------ Entries shown

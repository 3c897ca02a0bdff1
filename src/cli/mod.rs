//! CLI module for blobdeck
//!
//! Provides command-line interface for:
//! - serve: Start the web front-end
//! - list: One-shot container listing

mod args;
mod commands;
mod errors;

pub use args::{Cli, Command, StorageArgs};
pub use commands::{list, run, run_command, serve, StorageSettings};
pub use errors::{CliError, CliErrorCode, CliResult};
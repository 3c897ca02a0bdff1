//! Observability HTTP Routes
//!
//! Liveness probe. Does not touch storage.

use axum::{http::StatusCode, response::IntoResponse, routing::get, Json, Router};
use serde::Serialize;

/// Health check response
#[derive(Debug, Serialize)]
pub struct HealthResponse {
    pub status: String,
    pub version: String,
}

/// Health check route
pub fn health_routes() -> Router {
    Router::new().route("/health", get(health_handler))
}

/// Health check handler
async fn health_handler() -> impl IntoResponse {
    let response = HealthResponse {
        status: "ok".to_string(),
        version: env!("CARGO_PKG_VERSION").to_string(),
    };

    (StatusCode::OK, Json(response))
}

------------
------ Entries shown

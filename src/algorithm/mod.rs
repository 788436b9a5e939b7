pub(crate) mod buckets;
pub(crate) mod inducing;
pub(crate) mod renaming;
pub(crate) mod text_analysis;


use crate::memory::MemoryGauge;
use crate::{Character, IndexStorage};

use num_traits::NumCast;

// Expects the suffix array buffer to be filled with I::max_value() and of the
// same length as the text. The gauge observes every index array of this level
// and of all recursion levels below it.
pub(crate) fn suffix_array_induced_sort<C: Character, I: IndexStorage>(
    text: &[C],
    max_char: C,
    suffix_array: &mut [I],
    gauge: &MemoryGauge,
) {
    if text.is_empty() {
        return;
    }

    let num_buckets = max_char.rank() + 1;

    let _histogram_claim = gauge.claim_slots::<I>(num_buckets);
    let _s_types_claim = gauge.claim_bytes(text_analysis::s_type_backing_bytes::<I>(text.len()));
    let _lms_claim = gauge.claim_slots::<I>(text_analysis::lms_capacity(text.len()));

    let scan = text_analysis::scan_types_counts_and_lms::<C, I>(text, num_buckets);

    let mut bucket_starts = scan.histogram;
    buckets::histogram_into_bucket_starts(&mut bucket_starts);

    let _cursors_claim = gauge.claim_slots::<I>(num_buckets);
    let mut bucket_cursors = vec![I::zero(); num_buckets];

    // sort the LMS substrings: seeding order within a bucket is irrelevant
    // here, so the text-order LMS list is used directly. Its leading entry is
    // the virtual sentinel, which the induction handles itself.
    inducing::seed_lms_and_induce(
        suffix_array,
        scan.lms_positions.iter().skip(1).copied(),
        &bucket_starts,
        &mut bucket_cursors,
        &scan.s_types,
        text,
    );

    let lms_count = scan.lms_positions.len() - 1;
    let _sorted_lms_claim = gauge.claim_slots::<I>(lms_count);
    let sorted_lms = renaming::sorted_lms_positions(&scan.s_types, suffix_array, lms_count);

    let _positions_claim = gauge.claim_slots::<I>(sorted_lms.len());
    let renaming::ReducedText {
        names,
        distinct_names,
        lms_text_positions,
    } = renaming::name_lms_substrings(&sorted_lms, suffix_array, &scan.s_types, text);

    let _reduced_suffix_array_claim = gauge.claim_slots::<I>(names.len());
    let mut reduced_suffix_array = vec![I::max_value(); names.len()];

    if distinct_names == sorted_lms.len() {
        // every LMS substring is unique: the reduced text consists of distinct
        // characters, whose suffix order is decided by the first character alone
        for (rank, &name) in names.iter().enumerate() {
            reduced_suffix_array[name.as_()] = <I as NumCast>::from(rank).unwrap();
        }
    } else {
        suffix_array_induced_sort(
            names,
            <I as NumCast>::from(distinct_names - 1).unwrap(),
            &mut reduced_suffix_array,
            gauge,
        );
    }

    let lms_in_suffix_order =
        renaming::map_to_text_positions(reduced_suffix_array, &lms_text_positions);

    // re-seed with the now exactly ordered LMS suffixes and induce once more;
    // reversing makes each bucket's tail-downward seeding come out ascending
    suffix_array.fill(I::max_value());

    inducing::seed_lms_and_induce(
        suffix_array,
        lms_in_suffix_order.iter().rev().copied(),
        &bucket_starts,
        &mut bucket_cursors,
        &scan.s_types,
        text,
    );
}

------------
------ Entries shown

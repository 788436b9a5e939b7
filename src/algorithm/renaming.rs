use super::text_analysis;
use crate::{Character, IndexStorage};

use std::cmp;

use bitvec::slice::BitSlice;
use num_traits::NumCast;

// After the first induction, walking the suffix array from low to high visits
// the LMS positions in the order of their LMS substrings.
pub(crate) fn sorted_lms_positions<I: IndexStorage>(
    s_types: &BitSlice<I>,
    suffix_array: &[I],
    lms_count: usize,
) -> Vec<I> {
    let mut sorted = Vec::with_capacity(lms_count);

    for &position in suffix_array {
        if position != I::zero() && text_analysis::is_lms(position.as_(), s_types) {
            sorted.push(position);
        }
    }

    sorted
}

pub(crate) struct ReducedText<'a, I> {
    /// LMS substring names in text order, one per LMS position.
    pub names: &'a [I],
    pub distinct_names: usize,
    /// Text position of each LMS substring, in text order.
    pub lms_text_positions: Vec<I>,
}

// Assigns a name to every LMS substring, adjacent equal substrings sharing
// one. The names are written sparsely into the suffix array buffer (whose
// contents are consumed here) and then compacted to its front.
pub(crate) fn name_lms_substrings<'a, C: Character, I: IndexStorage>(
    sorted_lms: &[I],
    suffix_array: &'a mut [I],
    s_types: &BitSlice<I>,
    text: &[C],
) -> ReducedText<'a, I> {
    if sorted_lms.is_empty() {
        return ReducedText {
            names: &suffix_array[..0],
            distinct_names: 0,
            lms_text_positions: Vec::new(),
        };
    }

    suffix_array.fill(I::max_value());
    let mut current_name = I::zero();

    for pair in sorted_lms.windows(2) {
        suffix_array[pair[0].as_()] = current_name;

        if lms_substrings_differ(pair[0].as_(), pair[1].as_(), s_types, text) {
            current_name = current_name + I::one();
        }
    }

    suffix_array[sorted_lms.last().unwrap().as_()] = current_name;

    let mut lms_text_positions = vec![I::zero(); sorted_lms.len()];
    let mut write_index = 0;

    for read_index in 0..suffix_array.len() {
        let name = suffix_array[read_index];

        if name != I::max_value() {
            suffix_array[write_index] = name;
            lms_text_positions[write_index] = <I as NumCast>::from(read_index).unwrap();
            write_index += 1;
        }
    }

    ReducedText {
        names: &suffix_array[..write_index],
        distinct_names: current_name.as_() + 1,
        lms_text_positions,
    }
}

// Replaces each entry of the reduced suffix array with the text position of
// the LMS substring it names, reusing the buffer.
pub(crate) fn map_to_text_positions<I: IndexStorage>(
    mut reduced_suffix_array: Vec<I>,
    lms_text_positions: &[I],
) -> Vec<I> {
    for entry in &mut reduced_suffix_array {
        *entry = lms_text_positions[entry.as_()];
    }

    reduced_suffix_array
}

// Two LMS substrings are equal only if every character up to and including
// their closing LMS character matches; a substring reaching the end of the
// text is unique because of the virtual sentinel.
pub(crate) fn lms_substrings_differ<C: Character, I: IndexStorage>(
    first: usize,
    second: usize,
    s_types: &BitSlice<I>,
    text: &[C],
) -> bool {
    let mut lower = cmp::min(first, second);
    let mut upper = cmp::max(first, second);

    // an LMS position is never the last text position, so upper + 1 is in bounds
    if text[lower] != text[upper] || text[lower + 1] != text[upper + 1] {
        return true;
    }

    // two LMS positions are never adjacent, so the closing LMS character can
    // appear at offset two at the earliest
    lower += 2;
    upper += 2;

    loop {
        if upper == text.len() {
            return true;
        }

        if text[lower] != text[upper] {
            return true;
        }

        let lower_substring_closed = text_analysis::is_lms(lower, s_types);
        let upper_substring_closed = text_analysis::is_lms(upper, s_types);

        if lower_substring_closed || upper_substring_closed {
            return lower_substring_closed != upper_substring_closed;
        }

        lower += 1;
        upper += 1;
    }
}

------------

Problem requirements: Sift the data above for lines with "second", then copy each one.

The completed task:
    second: usize,
    let mut lower = cmp::min(first, second);
    let mut upper = cmp::max(first, second);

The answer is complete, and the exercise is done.